***** LISTED ENTRIES *****

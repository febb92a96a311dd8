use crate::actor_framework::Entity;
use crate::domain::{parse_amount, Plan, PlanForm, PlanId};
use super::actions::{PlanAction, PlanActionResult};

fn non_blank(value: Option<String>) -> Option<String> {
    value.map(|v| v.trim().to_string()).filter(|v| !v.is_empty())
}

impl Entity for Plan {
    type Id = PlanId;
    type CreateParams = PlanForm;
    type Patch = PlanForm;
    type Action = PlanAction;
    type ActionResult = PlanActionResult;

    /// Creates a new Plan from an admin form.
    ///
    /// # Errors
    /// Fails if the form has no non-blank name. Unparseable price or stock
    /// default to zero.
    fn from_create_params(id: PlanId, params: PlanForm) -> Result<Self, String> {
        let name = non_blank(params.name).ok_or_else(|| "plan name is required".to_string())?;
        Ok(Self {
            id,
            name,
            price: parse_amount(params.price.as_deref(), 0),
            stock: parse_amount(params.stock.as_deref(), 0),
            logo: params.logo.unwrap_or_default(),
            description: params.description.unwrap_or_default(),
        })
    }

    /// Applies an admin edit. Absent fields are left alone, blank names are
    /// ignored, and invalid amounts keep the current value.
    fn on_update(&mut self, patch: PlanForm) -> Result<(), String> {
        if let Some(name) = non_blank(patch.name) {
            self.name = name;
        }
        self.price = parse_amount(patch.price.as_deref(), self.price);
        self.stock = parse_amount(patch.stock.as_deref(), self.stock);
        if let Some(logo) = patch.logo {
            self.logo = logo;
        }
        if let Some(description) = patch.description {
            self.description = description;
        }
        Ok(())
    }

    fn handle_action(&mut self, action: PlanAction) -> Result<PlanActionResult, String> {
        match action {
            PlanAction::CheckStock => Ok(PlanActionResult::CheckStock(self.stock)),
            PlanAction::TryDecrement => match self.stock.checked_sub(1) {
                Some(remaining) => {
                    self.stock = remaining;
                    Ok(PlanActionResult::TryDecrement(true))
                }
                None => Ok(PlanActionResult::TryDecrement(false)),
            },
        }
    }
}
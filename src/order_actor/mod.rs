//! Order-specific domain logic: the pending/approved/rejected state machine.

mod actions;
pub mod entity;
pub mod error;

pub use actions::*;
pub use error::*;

*****

The expected output is the run of lines from the one that includes "fn handle_action(&mut self, action: PlanAction)" through the end of the listing above, exactly as they stand.

→ **TASK SOLUTION**:
    fn handle_action(&mut self, action: PlanAction) -> Result<PlanActionResult, String> {
        match action {
            PlanAction::CheckStock => Ok(PlanActionResult::CheckStock(self.stock)),
            PlanAction::TryDecrement => match self.stock.checked_sub(1) {
                Some(remaining) => {
                    self.stock = remaining;
                    Ok(PlanActionResult::TryDecrement(true))
                }
                None => Ok(PlanActionResult::TryDecrement(false)),
            },
        }
    }
}
filename src/order_actor/mod.rs
//! Order-specific domain logic: the pending/approved/rejected state machine.

mod actions;
pub mod entity;
pub mod error;

pub use actions::*;
pub use error::*;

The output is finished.